Rd

Robatoy

21/03/2005 2:25 PM

Not 'really' OT

I was going to learn to use a router, but I didn't dare to take the
plunge.

I was going to be a lawyer, but I couldn't find my briefs.

I was going to be a doctor, but I didn't have the patience.

..................................

..................................

..................................


This topic has 29 replies

p

in reply to Robatoy on 21/03/2005 2:25 PM

22/03/2005 7:12 PM

Oh my freakin' god, that's terrible.

ROFLMAO

-Phil Crow

bR

[email protected] (Robert Bonomi)

in reply to Robatoy on 21/03/2005 2:25 PM

24/03/2005 11:41 AM

In article <[email protected]>,
mac davis <[email protected]> wrote:
>On Mon, 21 Mar 2005 14:25:35 -0500, Robatoy <[email protected]> wrote:
>
>>I was going to learn to use a router, but I didn't dare to take the
>>plunge.
>>
>>I was going to be a lawyer, but I couldn't find my briefs.
>>
>>I was going to be a doctor, but I didn't have the patience.
>>
>>..................................
>>
>>..................................
>>
>>..................................
>I wanted to be a teacher but didn't make the grade...
>
>I was going to be a butcher but didn't make the cut..
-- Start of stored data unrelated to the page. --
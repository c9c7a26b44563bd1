//! Bilinear interpolation over the 2x2 neighbourhood.

use super::{to_channel, SampleGrid};
use crate::raster::CHANNELS;

pub(super) fn scale(src: &[u8], dst: &mut [u8], grid: &SampleGrid) {
    for (dst_row, out_row) in dst.chunks_exact_mut(grid.dst_stride()).enumerate() {
        let (src_row, v) = grid.row(dst_row);
        let v1 = 1.0 - v;
        let row = src_row as isize;

        for (dst_col, out) in out_row.chunks_exact_mut(CHANNELS).enumerate() {
            let (src_col, u) = grid.column(dst_col);
            let u1 = 1.0 - u;
            let col = src_col as isize;

            let i00 = grid.clamped_offset(row, col);
            let i10 = grid.clamped_offset(row, col + 1);
            let i01 = grid.clamped_offset(row + 1, col);
            let i11 = grid.clamped_offset(row + 1, col + 1);

            for c in 0..CHANNELS {
                let p00 = src[i00 + c] as f64;
                let p10 = src[i10 + c] as f64;
                let p01 = src[i01 + c] as f64;
                let p11 = src[i11 + c] as f64;

                out[c] = to_channel(v * (u1 * p01 + u * p11) + v1 * (u1 * p00 + u * p10));
            }
        }
    }
}
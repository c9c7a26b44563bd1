//! Measurements of the page the widget runs in.

use imgclip_core::{HostEnvironment, Platform};
use wasm_bindgen::prelude::*;
use wasm_bindgen::JsCast;
use web_sys::{HtmlElement, Window};

/// Vendor-prefixed names of a 2D context's backing store ratio, most
/// specific first.
const BACKING_STORE_KEYS: [&str; 5] = [
    "webkitBackingStorePixelRatio",
    "mozBackingStorePixelRatio",
    "msBackingStorePixelRatio",
    "oBackingStorePixelRatio",
    "backingStorePixelRatio",
];

/// Read viewport, device ratio and user agent from `window`.
///
/// # Arguments
///
/// * `container` - CSS selector of the element to lay out in, if any
/// * `context` - A `CanvasRenderingContext2D` to read the backing store
///   ratio from, or `undefined`
///
/// # Errors
///
/// Fails outside a browser window, or when `container` matches no HTML
/// element.
pub(crate) fn read_host(container: Option<&str>, context: &JsValue) -> Result<HostEnvironment, JsValue> {
    let window = web_sys::window().ok_or_else(|| JsValue::from_str("No window available"))?;

    let container_width = match container {
        Some(selector) => container_width(&window, selector)?,
        None => 0.0,
    };
    let user_agent = window.navigator().user_agent().unwrap_or_default();

    Ok(HostEnvironment {
        viewport_width: window.inner_width()?.as_f64().unwrap_or(0.0),
        container_width,
        device_pixel_ratio: window.device_pixel_ratio(),
        backing_store_ratio: backing_store_ratio(context),
        platform: Platform::from_user_agent(&user_agent),
    })
}

fn container_width(window: &Window, selector: &str) -> Result<f64, JsValue> {
    let document = window
        .document()
        .ok_or_else(|| JsValue::from_str("No document available"))?;
    let element = document
        .query_selector(selector)?
        .ok_or_else(|| JsValue::from_str(&format!("Container not found: {}", selector)))?;
    let element: HtmlElement = element
        .dyn_into()
        .map_err(|_| JsValue::from_str(&format!("Container is not an HTML element: {}", selector)))?;
    Ok(element.offset_width() as f64)
}

fn backing_store_ratio(context: &JsValue) -> f64 {
    if !context.is_object() {
        return 1.0;
    }
    BACKING_STORE_KEYS
        .iter()
        .find_map(|key| {
            js_sys::Reflect::get(context, &JsValue::from_str(key))
                .ok()
                .and_then(|v| v.as_f64())
        })
        .unwrap_or(1.0)
}
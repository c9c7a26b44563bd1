//! RGBA raster buffer type.

use thiserror::Error;

/// Number of channels per pixel (R, G, B, A).
pub const CHANNELS: usize = 4;

/// Error types for raster construction and region operations.
#[derive(Debug, Error, PartialEq, Eq)]
pub enum RasterError {
    /// Pixel data length doesn't match the declared dimensions.
    #[error("Invalid pixel data: expected {expected} bytes (width * height * 4), got {actual}")]
    BufferSizeMismatch { expected: usize, actual: usize },

    /// Width or height is zero where a non-empty image is required.
    #[error("Invalid dimensions: width ({width}) and height ({height}) must be non-zero")]
    InvalidDimensions { width: u32, height: u32 },

    /// A requested region lies entirely outside the image.
    #[error("Region is empty or outside the image bounds")]
    EmptyRegion,
}

/// An RGBA image held in memory.
///
/// Pixels are stored row-major, 4 bytes per pixel. The length invariant
/// `pixels.len() == width * height * 4` is checked on construction.
#[derive(Debug, Clone, PartialEq, Eq)]
pub struct RasterBuffer {
    width: u32,
    height: u32,
    pixels: Vec<u8>,
}

impl RasterBuffer {
    /// Wrap existing RGBA data, validating its length.
    pub fn new(width: u32, height: u32, pixels: Vec<u8>) -> Result<Self, RasterError> {
        let expected = byte_len(width, height);
        if pixels.len() != expected {
            return Err(RasterError::BufferSizeMismatch {
                expected,
                actual: pixels.len(),
            });
        }
        Ok(Self {
            width,
            height,
            pixels,
        })
    }

    /// Allocate a fully transparent image.
    pub fn blank(width: u32, height: u32) -> Self {
        Self {
            width,
            height,
            pixels: vec![0u8; byte_len(width, height)],
        }
    }

    /// Create an image filled with a single RGBA colour.
    pub fn filled(width: u32, height: u32, rgba: [u8; 4]) -> Self {
        let mut pixels = Vec::with_capacity(byte_len(width, height));
        for _ in 0..(width as usize * height as usize) {
            pixels.extend_from_slice(&rgba);
        }
        Self {
            width,
            height,
            pixels,
        }
    }

    /// Create a RasterBuffer from an image::RgbaImage.
    pub fn from_rgba_image(img: image::RgbaImage) -> Self {
        let (width, height) = img.dimensions();
        Self {
            width,
            height,
            pixels: img.into_raw(),
        }
    }

    /// Convert to an image::RgbaImage for further processing.
    pub fn to_rgba_image(&self) -> Option<image::RgbaImage> {
        image::RgbaImage::from_raw(self.width, self.height, self.pixels.clone())
    }

    /// Consume the buffer into an image::RgbaImage without copying.
    pub fn into_rgba_image(self) -> Option<image::RgbaImage> {
        image::RgbaImage::from_raw(self.width, self.height, self.pixels)
    }

    pub fn width(&self) -> u32 {
        self.width
    }

    pub fn height(&self) -> u32 {
        self.height
    }

    /// Raw RGBA bytes.
    pub fn pixels(&self) -> &[u8] {
        &self.pixels
    }

    /// Mutable RGBA bytes. The length cannot change through this view.
    pub fn pixels_mut(&mut self) -> &mut [u8] {
        &mut self.pixels
    }

    /// Release the underlying byte vector.
    pub fn into_pixels(self) -> Vec<u8> {
        self.pixels
    }

    /// Get the total number of pixels.
    pub fn pixel_count(&self) -> u64 {
        self.width as u64 * self.height as u64
    }

    /// Check if this is an empty/degenerate image.
    pub fn is_empty(&self) -> bool {
        self.width == 0 || self.height == 0
    }

    /// Read one pixel. Coordinates are clamped to the image edges.
    ///
    /// Returns transparent black for an empty image.
    pub fn pixel_clamped(&self, x: i64, y: i64) -> [u8; 4] {
        if self.is_empty() {
            return [0; 4];
        }
        let x = x.clamp(0, self.width as i64 - 1) as usize;
        let y = y.clamp(0, self.height as i64 - 1) as usize;
        let idx = (y * self.width as usize + x) * CHANNELS;
        [
            self.pixels[idx],
            self.pixels[idx + 1],
            self.pixels[idx + 2],
            self.pixels[idx + 3],
        ]
    }

    /// Overwrite one pixel. Out-of-range coordinates are ignored.
    pub fn put_pixel(&mut self, x: u32, y: u32, rgba: [u8; 4]) {
        if x >= self.width || y >= self.height {
            return;
        }
        let idx = (y as usize * self.width as usize + x as usize) * CHANNELS;
        self.pixels[idx..idx + CHANNELS].copy_from_slice(&rgba);
    }
}

/// Expected byte length of an RGBA buffer.
#[inline]
pub fn byte_len(width: u32, height: u32) -> usize {
    width as usize * height as usize * CHANNELS
}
.... but backed into the meat grinder.
and got a little behind in my work.

DB

Dave Balderstone

in reply to Robatoy on 21/03/2005 2:25 PM

23/03/2005 7:49 AM

In article <[email protected]>, Larry Jaques
<novalidaddress@di\/ersify.com> wrote:

> >An Abelian grape.
>
> I don't get it. Give!

" A group or other algebraic object is said to be Abelian if the law of
commutativity always holds."

;-)

--
"The thing about saying the wrong words is that A, I don't notice it, and B,
sometimes orange water gibbon bucket and plastic." -- Mr. Burrows

DB

Dave Balderstone

in reply to Robatoy on 21/03/2005 2:25 PM

23/03/2005 12:06 PM

In article <[email protected]>,
Australopithecus scobis <[email protected]> wrote:

> 3. What's purple and wants to rule the world? Alexander the grape. You get
> the picture...

Purple in the ocean? Moby Grape.

--
"The thing about saying the wrong words is that A, I don't notice it, and B,
sometimes orange water gibbon bucket and plastic." -- Mr. Burrows

cb

charlie b

in reply to Robatoy on 21/03/2005 2:25 PM

21/03/2005 11:21 PM

I was going to be a family planning counselor
but
it was inconcievable.

(original version
Birth control! said the Pope.
Inconcievable!

I was going to be a pornographer
but
my pornograph broke.

charlie b

Td

"Teamcasa"

in reply to Robatoy on 21/03/2005 2:25 PM

21/03/2005 1:56 PM


"Robatoy"
>I was going to learn to use a router, but I didn't dare to take the
> plunge.
>
> I was going to be a lawyer, but I couldn't find my briefs.
>
> I was going to be a doctor, but I didn't have the patience.
>
I was going to be a skydiver but I was not ready to take the leap.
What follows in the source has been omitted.